Listed records →

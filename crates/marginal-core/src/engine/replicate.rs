//! The replicate/divide combinator for variables shared across use-sites.
//!
//! When one variable is read at many sites (typically one per block of a
//! partitioned range), each site sends a contribution message toward the
//! definition. The group maintains the running aggregate of all
//! contributions, and recovers the message *excluding* one site by dividing
//! the aggregate by that site's own previous contribution, so updating one
//! site never requires resending every other site's message.
//!
//! Within a sweep, sites only ever see the previous sweep's aggregate:
//! submissions are staged and folded in at the sweep boundary by `refresh`.
//! That visibility rule is what makes the divide step exact: a site's
//! effective prior never double-counts its own current contribution.

use crate::engine::errors::RuntimeError;
use crate::engine::message::Message;

/// A shared variable's defining message plus per-use-site contributions.
#[derive(Debug, Clone)]
pub struct ReplicateGroup {
    definition: Message,
    to_definition: Message,
    contributions: Vec<Message>,
    staged: Vec<Option<Message>>,
}

impl ReplicateGroup {
    /// Creates a group with `sites` use-sites, all starting uniform.
    pub fn new(definition: Message, sites: usize) -> Result<Self, RuntimeError> {
        if sites == 0 {
            return Err(RuntimeError::Argument(
                "replicate group must have at least one use-site".into(),
            ));
        }
        let uniform = definition.uniform_like();
        Ok(ReplicateGroup {
            to_definition: uniform.clone(),
            contributions: vec![uniform; sites],
            staged: vec![None; sites],
            definition,
        })
    }

    pub fn sites(&self) -> usize {
        self.contributions.len()
    }

    pub fn definition(&self) -> &Message {
        &self.definition
    }

    fn check_site(&self, site: usize) -> Result<(), RuntimeError> {
        if site >= self.contributions.len() {
            return Err(RuntimeError::Argument(format!(
                "use-site {site} out of range for replicate group with {} sites",
                self.contributions.len()
            )));
        }
        Ok(())
    }

    /// The effective prior for `site`: the definition times every *other*
    /// site's previous contribution, obtained by dividing the aggregate by
    /// this site's own.
    pub fn effective_prior(&self, site: usize) -> Result<Message, RuntimeError> {
        self.check_site(site)?;
        let others = self.to_definition.ratio(&self.contributions[site])?;
        self.definition.product(&others)
    }

    /// Stages `site`'s contribution for this sweep. Visible to other sites
    /// only after the next `refresh`.
    pub fn submit(&mut self, site: usize, contribution: Message) -> Result<(), RuntimeError> {
        self.check_site(site)?;
        self.staged[site] = Some(contribution);
        Ok(())
    }

    /// Sweep boundary: folds staged contributions in and rebuilds the
    /// aggregate.
    pub fn refresh(&mut self) -> Result<(), RuntimeError> {
        for (current, staged) in self.contributions.iter_mut().zip(&mut self.staged) {
            if let Some(fresh) = staged.take() {
                *current = fresh;
            }
        }
        let mut aggregate = self.definition.uniform_like();
        for contribution in &self.contributions {
            aggregate = aggregate.product(contribution)?;
        }
        self.to_definition = aggregate;
        Ok(())
    }

    /// The shared variable's marginal: definition times the aggregate.
    pub fn marginal(&self) -> Result<Message, RuntimeError> {
        self.definition.product(&self.to_definition)
    }

    /// Drops all contributions back to uniform (cold start).
    pub fn reset(&mut self) {
        let uniform = self.definition.uniform_like();
        self.to_definition = uniform.clone();
        for contribution in &mut self.contributions {
            *contribution = uniform.clone();
        }
        for staged in &mut self.staged {
            *staged = None;
        }
    }
}
//! Dependency-scoped recomputation: re-observing an input re-runs only the
//! units downstream of that input, and run counters make the scope visible.

use marginal_core::engine::driver::InferenceProgram;
use marginal_core::engine::errors::RuntimeError;
use marginal_core::engine::message::{Gaussian, Message};
use marginal_core::engine::observed::{ObservedShape, ObservedValue};
use marginal_models::gaussian::{gaussian_learner, GaussianLearnerConfig};
use marginal_tests::synthetic_normal;

// Two independent branches fed by separate inputs, so invalidation scope
// shows up directly in the run counters.
struct TwoBranch {
    left: f64,
    right: f64,
}

fn two_branch_program() -> InferenceProgram<TwoBranch> {
    let mut program = InferenceProgram::new(TwoBranch {
        left: 0.0,
        right: 0.0,
    });
    program.declare_observed("a", ObservedShape::Scalar).unwrap();
    program.declare_observed("b", ObservedShape::Scalar).unwrap();
    program
        .schedule_mut()
        .register_init("left_branch", &["a"], &[], false, |s, obs, _| {
            s.left = obs.real("a")? * 2.0;
            Ok(())
        })
        .unwrap();
    program
        .schedule_mut()
        .register_init("right_branch", &["b"], &[], false, |s, obs, _| {
            s.right = obs.real("b")? * 3.0;
            Ok(())
        })
        .unwrap();
    program
        .register_marginal("left", |s| {
            Ok(Message::Gaussian(Gaussian::from_mean_and_precision(
                s.left, 1.0,
            )))
        })
        .unwrap();
    program
        .register_marginal("right", |s| {
            Ok(Message::Gaussian(Gaussian::from_mean_and_precision(
                s.right, 1.0,
            )))
        })
        .unwrap();
    program
}

fn mean_of(program: &InferenceProgram<TwoBranch>, name: &str) -> f64 {
    program.marginal(name).unwrap().gaussian().unwrap().mean()
}

#[test]
fn re_observing_one_input_reruns_only_its_branch() {
    let mut program = two_branch_program();
    program.set_observed("a", ObservedValue::Real(1.0)).unwrap();
    program.set_observed("b", ObservedValue::Real(1.0)).unwrap();
    program.execute(0).unwrap();
    program.reset_stats();

    program.set_observed("a", ObservedValue::Real(5.0)).unwrap();
    program.update(0).unwrap();

    let stats = program.stats();
    assert_eq!(stats.runs_for("left_branch"), 1);
    assert_eq!(stats.runs_for("right_branch"), 0);
    assert_eq!(mean_of(&program, "left"), 10.0);
    assert_eq!(mean_of(&program, "right"), 3.0);
}

#[test]
fn untouched_inputs_keep_their_done_markers_across_updates() {
    let mut program = two_branch_program();
    program.set_observed("a", ObservedValue::Real(1.0)).unwrap();
    program.set_observed("b", ObservedValue::Real(2.0)).unwrap();
    program.execute(0).unwrap();
    program.reset_stats();

    // Nothing invalidated: updates run nothing at all.
    program.update(0).unwrap();
    program.update(0).unwrap();
    let stats = program.stats();
    assert_eq!(stats.runs_for("left_branch"), 0);
    assert_eq!(stats.runs_for("right_branch"), 0);
}

#[test]
fn re_observed_data_replays_iterations_without_reinitialising() {
    let data = synthetic_normal(13, 20, 1.0, 1.0);
    let mut program = gaussian_learner(20, GaussianLearnerConfig::default()).unwrap();
    program
        .set_observed("data", ObservedValue::Reals(data))
        .unwrap();
    program.execute(8).unwrap();
    program.reset_stats();

    let shifted = synthetic_normal(13, 20, 6.0, 1.0);
    program
        .set_observed("data", ObservedValue::Reals(shifted.clone()))
        .unwrap();
    program.update(0).unwrap();

    // The sweep replays to the done count against the new data; the
    // warm-start unit is not downstream of "data" and stays done.
    let stats = program.stats();
    assert_eq!(stats.runs_for("vmp_sweep"), 8);
    assert_eq!(stats.runs_for("initialise_marginals"), 0);

    let mean = program.marginal("mean").unwrap().gaussian().unwrap().mean();
    let sample_mean: f64 = shifted.iter().sum::<f64>() / shifted.len() as f64;
    assert!((mean - sample_mean).abs() < 0.5);
}

#[test]
fn cold_start_reruns_warm_start_units() {
    let data = synthetic_normal(17, 12, 0.0, 1.0);
    let mut program = gaussian_learner(12, GaussianLearnerConfig::default()).unwrap();
    program
        .set_observed("data", ObservedValue::Reals(data))
        .unwrap();
    program.execute(4).unwrap();
    program.reset_stats();

    program.execute(4).unwrap();
    let stats = program.stats();
    assert_eq!(stats.runs_for("initialise_marginals"), 1);
    assert_eq!(stats.runs_for("vmp_sweep"), 4);
}

#[test]
fn rejected_observation_invalidates_nothing() {
    let mut program = two_branch_program();
    program.set_observed("a", ObservedValue::Real(1.0)).unwrap();
    program.set_observed("b", ObservedValue::Real(1.0)).unwrap();
    program.execute(0).unwrap();
    program.reset_stats();

    let result = program.set_observed("a", ObservedValue::Reals(vec![1.0]));
    assert!(matches!(result, Err(RuntimeError::ShapeMismatch { .. })));

    program.update(0).unwrap();
    assert_eq!(program.stats().runs_for("left_branch"), 0);
    assert_eq!(mean_of(&program, "left"), 2.0);
}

Problem statement → If a line above holds the word "never", copy it.

Written reply →
//! site never requires resending every other site's message.
//! effective prior never double-counts its own current contribution.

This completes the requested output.